CERRADO POR REFORMAS
La casita era preciosa. Situada en un paraje idílico estaba rodeada de pinares y en las suaves laderas de los montecillos que salpicaban el contorno crecían toda clase de plantas aromáticas. Era un espacio que, al contemplarlo, inducía a evocar el lugar donde, en su tiempo, debiera estar ubicado el Paraíso Terrenal. Desde la terraza que daba acceso a la entrada principal se gozaba de una maravillosa vista al mar Mediterráneo, cuyas olas acariciaban la breve cala y morían en su playa particular que se extendía a pocos metros de los tres escalones de mármol que accedían a dicha terracita. A su favor obraba el hecho de su reciente construcción. Era un lugar ideal que exhalaba frescura y juventud bellísima por sus cuatro lados.
Habitaba yo una vivienda que conservaba los esquemas de esas casonas que suelen ser características en las poblaciones rurales del interior del país. Paredes gruesas para defenderse del frío, suelos desgastados por las pisadas de tantas generaciones que la habitaron y puertas que gruñían, simulando lastimeras quejas, al empuje de cualquier pequeña ráfaga de viento. Un paisaje plano a base de edificaciones sin relieves y con las mismas hechuras que la mía, configuró en mí, un estado de ánimo adverso a continuar viviendo encerrado en la imaginaria penitenciaría que mi mente fabricó para mi desasosiego.
Impelido por el deseo de lo nuevo, decidí investigar la posibilidad que tendría de adquirir la casita que, junto al mar, tanto me había deslumbrado. Valiéndome de mi experiencia en el tema de la construcción decidí echarle un vistazo de cerca para cerciorarme de su estado general. Me dijeron que aquella edificación era un producto más de la especulación inmobiliaria. Que había sido deficientemente tratada por su constructor que había obviado, quizás por descuido, las normas esenciales que contempla la ley de costas. Y ahora, para ser habitada, había que eliminar ciertos obstáculos que la situaban fuera de esa ley. Me inquietó un eslogan que, escrito en un azulejo, en el lado izquierdo del dintel de la entrada, rezaba “A la larga, lo dulce amarga”.

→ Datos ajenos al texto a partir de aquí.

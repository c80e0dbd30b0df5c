use std::collections::BTreeMap;

use serde_json::Value;

use crate::domain::{Frontmatter, ParseError};

/// Reads the YAML frontmatter block at the top of the document, if any.
///
/// Returns the frontmatter and the index of the first body line. Malformed
/// frontmatter is reported as a recoverable error; an unterminated block
/// leaves everything after the opening `---` to the body.
pub fn extract(lines: &[&str], errors: &mut Vec<ParseError>) -> (Option<Frontmatter>, usize) {
    if lines.first().map(|line| line.trim()) != Some("---") {
        return (None, 0);
    }

    let Some(close) = lines[1..].iter().position(|line| line.trim() == "---") else {
        errors.push(
            ParseError::recoverable("frontmatter is not terminated by '---'", 1, 1)
                .with_context(lines[0]),
        );
        return (None, 1);
    };
    let body_start = close + 2;
    let yaml = lines[1..=close].join("\n");

    if yaml.trim().is_empty() {
        return (Some(Frontmatter::default()), body_start);
    }

    match serde_yaml::from_str::<BTreeMap<String, Value>>(&yaml) {
        Ok(mut fields) => {
            let frontmatter = Frontmatter {
                title: take_scalar(&mut fields, "title"),
                version: take_scalar(&mut fields, "version"),
                description: take_scalar(&mut fields, "description"),
                metadata: fields,
            };
            tracing::debug!(title = %frontmatter.title, "read frontmatter");
            (Some(frontmatter), body_start)
        }
        Err(error) => {
            let (line, column) = error
                .location()
                .map_or((1, 1), |location| (location.line() + 1, location.column().max(1)));
            let context = lines.get(line - 1).copied().unwrap_or_default();
            errors.push(
                ParseError::recoverable(format!("malformed frontmatter: {error}"), line, column)
                    .with_context(context),
            );
            (None, body_start)
        }
    }
}

/// Removes a key and renders its value as a string.
fn take_scalar(fields: &mut BTreeMap<String, Value>, key: &str) -> String {
    match fields.remove(key) {
        None | Some(Value::Null) => String::new(),
        Some(Value::String(s)) => s,
        Some(other) => other.to_string(),
    }
}

#[cfg(test)]
mod tests {
    use serde_json::json;

    use super::*;

    fn run(text: &str) -> (Option<Frontmatter>, usize, Vec<ParseError>) {
        let lines: Vec<&str> = text.lines().collect();
        let mut errors = Vec::new();
        let (frontmatter, start) = extract(&lines, &mut errors);
        (frontmatter, start, errors)
    }

    #[test]
    fn known_keys_and_metadata() {
        let (frontmatter, start, errors) =
            run("---\ntitle: Tasks\nversion: 1.0\nowner: platform\n---\n# Body");
        let frontmatter = frontmatter.unwrap();
        assert!(errors.is_empty());
        assert_eq!(start, 5);
        assert_eq!(frontmatter.title, "Tasks");
        assert_eq!(frontmatter.version, "1.0");
        assert_eq!(frontmatter.metadata.get("owner"), Some(&json!("platform")));
    }

    #[test]
    fn no_frontmatter() {
        let (frontmatter, start, errors) = run("# Title\n---\n");
        assert!(frontmatter.is_none());
        assert_eq!(start, 0);
        assert!(errors.is_empty());
    }

    #[test]
    fn unterminated_is_recoverable() {
        let (frontmatter, start, errors) = run("---\ntitle: x\n## GET /x");
        assert!(frontmatter.is_none());
        assert_eq!(start, 1);
        assert_eq!(errors.len(), 1);
        assert!(!errors[0].fatal);
    }

    #[test]
    fn invalid_yaml_is_recoverable() {
        let (frontmatter, start, errors) = run("---\ntitle: [unclosed\n---\nbody");
        assert!(frontmatter.is_none());
        assert_eq!(start, 3);
        assert_eq!(errors.len(), 1);
        assert!(!errors[0].fatal);
        assert!(errors[0].message.starts_with("malformed frontmatter"));
    }

    #[test]
    fn empty_block_is_default() {
        let (frontmatter, start, errors) = run("---\n---\n");
        assert_eq!(frontmatter, Some(Frontmatter::default()));
        assert_eq!(start, 2);
        assert!(errors.is_empty());
    }
}
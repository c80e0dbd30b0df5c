//! Amendment of existing documents.
//!
//! A [`ChangeSet`] is parsed from a change description and applied to a base
//! document by an [`Amender`]. Conflicts are either reported or resolved in
//! favour of the incoming change, depending on the [`ConflictPolicy`].

mod changeset;
pub use changeset::{Change, ChangeSet, Operation, Payload, Target};

mod engine;
pub use engine::{
    AmendError, AmendOptions, Amender, AmendmentResult, Conflict, ConflictPolicy, ConflictReason,
    Merge, apply,
};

Pregunté busqué e insistí en dar con quién me dejase una llave para entrar en su interior. Lo conseguí. Y decidido a reformar lo que fuese menester para obtener su certificado de legalidad examiné palmo a palmo cada estancia de la casita. Toda ella era una verdadera preciosidad, una inmensa gama de desconocidos y hermosos colores. Pero a poco de estar revisando su estructura entendí con todo el dolor de mi corazón que nunca podría habitar en aquel edén ¿la causa? Sus pilares maestros estaban cuarteados. Si me quedaba a vivir allí, indudablemente, cualquier día aquella casa se me vendría encima y me mataría por aplastamiento.
Triste y abatido, devolví la llave y con la certeza de que jamás olvidaría la felicidad que pudo haber supuesto vivir allí, regresé a mi casa del pueblo, la cual, con sus gruesas paredes, su suelo desgastado y sus puertas desajustadas, seguía manteniendo la fortaleza inamovible de su pilar maestro y, en consecuencia, la seguridad que ello me proporcionaba.